BEGIN MATERIALS PROVIDED

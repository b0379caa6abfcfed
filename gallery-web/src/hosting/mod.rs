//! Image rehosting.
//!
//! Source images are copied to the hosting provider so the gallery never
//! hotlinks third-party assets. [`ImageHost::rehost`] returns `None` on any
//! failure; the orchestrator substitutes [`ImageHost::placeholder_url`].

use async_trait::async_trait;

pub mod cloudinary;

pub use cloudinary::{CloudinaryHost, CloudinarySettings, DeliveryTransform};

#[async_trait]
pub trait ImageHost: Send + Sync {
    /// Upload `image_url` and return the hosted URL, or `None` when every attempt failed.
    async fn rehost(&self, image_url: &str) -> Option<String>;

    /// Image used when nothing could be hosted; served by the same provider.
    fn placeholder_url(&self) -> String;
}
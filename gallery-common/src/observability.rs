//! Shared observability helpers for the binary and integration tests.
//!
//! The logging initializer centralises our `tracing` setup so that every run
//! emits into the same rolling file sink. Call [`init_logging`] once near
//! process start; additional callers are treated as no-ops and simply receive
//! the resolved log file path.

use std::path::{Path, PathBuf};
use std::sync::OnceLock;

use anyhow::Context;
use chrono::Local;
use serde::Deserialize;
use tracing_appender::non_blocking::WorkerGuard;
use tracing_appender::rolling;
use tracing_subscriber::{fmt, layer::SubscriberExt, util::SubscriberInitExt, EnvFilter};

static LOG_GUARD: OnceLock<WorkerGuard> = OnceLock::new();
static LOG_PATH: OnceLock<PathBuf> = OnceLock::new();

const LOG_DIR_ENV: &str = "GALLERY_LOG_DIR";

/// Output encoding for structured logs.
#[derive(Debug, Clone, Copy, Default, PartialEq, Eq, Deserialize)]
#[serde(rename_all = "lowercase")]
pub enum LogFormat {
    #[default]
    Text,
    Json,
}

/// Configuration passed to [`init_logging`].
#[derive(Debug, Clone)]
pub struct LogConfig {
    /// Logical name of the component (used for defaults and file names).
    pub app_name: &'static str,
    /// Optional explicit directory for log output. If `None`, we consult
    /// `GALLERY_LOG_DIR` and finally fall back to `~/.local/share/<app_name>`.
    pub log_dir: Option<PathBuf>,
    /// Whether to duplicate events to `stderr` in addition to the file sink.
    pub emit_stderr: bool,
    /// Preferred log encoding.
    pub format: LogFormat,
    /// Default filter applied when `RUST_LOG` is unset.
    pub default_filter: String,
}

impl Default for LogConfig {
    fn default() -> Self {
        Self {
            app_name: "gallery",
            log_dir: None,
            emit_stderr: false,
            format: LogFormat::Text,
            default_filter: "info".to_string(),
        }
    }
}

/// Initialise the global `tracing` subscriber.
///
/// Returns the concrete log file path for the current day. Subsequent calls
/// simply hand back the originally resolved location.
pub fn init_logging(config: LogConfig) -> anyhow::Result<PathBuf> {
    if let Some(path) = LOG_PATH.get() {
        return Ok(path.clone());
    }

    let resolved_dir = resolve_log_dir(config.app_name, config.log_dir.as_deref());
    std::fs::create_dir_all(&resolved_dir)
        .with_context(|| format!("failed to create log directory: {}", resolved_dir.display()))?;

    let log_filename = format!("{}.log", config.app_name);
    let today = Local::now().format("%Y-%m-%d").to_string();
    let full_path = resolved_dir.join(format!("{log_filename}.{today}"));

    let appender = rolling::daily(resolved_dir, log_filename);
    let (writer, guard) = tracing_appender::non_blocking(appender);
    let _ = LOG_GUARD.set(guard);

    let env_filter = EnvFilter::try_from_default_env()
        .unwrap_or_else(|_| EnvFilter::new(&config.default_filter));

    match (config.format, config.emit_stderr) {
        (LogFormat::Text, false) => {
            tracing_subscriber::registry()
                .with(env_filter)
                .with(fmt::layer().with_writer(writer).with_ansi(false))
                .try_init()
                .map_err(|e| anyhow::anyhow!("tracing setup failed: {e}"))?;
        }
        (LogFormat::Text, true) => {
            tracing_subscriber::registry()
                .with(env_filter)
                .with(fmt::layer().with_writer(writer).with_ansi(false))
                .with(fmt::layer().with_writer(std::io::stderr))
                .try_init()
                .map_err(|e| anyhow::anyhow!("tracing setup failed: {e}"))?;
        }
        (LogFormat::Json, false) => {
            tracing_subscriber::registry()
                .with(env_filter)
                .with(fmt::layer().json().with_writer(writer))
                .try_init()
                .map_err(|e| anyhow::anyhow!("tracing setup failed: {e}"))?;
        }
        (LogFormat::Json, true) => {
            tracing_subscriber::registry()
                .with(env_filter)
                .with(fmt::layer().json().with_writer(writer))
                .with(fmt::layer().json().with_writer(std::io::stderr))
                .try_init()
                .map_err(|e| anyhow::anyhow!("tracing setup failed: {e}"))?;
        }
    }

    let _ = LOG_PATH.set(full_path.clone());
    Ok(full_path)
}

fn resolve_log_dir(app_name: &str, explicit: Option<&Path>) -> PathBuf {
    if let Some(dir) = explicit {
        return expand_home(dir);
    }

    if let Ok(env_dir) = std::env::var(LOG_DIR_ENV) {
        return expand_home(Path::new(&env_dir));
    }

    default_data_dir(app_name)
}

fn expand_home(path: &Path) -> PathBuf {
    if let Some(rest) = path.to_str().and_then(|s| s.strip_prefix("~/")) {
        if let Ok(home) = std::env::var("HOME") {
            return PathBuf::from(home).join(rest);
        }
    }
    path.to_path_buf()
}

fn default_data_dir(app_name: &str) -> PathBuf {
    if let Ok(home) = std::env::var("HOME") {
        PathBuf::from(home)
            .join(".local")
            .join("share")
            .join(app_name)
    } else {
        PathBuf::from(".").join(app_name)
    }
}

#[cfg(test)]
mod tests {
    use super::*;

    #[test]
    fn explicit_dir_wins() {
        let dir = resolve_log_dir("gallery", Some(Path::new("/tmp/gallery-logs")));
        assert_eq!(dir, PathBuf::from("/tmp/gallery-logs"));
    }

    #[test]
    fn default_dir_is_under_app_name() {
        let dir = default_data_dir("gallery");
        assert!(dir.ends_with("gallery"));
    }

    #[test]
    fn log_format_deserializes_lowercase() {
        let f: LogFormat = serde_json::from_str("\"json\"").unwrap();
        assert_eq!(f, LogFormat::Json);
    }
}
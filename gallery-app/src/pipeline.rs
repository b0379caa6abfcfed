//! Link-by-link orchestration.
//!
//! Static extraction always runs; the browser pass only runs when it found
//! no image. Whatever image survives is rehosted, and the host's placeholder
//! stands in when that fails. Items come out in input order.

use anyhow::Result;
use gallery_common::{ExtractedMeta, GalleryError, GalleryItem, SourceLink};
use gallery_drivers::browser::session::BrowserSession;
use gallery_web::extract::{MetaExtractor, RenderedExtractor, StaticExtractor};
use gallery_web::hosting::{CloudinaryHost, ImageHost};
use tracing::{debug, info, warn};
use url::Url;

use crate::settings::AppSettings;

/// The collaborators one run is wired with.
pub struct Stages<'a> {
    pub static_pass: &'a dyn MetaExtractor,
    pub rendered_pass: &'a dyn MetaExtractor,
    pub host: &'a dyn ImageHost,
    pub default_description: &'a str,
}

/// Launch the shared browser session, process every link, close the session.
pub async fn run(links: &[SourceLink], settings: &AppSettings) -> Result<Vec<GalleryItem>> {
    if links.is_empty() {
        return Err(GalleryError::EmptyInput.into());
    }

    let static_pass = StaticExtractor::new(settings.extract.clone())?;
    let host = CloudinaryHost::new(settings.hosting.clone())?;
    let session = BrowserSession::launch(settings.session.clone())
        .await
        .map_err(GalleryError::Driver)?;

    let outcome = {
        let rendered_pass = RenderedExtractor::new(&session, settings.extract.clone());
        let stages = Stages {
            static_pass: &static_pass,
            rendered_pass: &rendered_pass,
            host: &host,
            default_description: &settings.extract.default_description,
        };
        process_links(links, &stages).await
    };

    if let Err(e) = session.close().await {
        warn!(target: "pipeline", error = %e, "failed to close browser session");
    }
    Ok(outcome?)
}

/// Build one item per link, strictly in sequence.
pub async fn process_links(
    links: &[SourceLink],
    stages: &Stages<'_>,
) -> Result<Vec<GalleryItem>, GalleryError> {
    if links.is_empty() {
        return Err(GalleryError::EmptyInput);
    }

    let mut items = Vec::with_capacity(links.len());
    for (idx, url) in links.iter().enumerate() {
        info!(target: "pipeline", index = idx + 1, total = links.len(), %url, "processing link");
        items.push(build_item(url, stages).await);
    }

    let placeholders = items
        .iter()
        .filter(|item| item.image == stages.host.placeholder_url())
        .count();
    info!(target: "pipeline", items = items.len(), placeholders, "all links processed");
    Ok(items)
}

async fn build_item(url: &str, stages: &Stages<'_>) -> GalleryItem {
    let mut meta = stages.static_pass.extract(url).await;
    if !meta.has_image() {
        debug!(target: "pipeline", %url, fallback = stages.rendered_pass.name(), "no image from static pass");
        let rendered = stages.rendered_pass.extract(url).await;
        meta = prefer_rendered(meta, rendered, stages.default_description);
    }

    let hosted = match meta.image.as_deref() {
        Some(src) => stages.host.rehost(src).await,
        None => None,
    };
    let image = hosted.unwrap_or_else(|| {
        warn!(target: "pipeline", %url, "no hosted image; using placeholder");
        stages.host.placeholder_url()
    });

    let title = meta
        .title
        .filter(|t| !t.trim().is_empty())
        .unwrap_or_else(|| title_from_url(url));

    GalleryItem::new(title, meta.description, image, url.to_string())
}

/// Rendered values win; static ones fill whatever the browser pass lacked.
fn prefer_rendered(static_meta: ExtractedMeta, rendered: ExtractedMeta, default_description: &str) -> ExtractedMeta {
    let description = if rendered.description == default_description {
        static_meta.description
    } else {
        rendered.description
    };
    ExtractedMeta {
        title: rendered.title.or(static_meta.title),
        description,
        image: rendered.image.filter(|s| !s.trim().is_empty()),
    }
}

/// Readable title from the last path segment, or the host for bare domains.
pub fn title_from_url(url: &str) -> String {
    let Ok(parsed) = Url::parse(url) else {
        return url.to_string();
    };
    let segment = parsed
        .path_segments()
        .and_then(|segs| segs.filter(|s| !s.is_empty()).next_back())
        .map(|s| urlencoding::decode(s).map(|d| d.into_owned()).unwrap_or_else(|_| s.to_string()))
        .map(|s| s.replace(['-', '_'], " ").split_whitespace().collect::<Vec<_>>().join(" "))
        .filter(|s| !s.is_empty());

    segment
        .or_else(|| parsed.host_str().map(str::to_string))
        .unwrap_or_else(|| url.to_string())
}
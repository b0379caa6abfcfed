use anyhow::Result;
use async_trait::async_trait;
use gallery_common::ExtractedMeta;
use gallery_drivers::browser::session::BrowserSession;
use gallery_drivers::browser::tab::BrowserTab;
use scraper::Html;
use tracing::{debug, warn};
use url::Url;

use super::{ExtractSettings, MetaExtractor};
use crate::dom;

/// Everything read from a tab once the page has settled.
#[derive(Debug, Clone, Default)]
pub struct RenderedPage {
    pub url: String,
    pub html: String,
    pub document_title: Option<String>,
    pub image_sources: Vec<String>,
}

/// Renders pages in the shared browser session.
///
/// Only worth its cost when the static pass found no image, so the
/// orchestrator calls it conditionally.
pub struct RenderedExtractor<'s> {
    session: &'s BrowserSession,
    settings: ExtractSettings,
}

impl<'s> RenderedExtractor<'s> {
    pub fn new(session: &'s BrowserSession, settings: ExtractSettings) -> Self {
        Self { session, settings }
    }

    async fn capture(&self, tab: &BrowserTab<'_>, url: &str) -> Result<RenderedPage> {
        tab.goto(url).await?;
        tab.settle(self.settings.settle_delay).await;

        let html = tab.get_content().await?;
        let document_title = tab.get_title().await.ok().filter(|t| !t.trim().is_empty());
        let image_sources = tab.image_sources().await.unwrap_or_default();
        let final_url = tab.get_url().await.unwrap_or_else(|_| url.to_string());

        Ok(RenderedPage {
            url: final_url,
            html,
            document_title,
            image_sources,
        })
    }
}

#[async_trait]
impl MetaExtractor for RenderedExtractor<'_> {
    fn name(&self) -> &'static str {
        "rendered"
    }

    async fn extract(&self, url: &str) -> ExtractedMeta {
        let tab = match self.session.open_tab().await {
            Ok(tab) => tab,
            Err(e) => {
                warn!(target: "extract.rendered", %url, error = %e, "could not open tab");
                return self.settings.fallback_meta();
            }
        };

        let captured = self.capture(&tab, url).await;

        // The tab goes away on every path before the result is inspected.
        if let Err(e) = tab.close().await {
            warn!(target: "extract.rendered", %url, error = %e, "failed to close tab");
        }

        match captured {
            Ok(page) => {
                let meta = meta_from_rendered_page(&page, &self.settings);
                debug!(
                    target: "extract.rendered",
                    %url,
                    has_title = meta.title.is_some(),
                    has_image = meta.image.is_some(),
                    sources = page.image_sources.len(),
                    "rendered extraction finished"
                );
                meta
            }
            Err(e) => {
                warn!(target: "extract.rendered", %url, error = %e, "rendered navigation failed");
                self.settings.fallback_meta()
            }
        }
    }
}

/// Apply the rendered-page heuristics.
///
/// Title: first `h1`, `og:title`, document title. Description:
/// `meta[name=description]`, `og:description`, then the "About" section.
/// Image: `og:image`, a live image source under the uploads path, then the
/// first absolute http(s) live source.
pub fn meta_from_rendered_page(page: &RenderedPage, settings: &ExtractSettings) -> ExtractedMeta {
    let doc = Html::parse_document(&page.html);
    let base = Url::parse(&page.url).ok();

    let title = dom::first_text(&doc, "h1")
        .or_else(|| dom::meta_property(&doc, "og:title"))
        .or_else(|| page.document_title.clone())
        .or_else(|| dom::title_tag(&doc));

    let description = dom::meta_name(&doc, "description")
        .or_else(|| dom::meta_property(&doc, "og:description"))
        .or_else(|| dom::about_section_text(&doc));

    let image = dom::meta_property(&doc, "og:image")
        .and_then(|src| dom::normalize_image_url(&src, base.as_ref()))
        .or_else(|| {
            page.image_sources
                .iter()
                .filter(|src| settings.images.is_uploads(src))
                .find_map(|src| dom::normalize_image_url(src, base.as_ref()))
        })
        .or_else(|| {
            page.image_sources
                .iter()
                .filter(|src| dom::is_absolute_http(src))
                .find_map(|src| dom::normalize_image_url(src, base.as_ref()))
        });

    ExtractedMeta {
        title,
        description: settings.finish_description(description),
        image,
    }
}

END MATERIALS PROVIDED

:: WHAT YOU NEED TO DO ::
For each line in the data above that contains the string "EnvFilter", extract the line.

:: SOLUTION ::
use tracing_subscriber::{fmt, layer::SubscriberExt, util::SubscriberInitExt, EnvFilter};
    let env_filter = EnvFilter::try_from_default_env()
        .unwrap_or_else(|_| EnvFilter::new(&config.default_filter));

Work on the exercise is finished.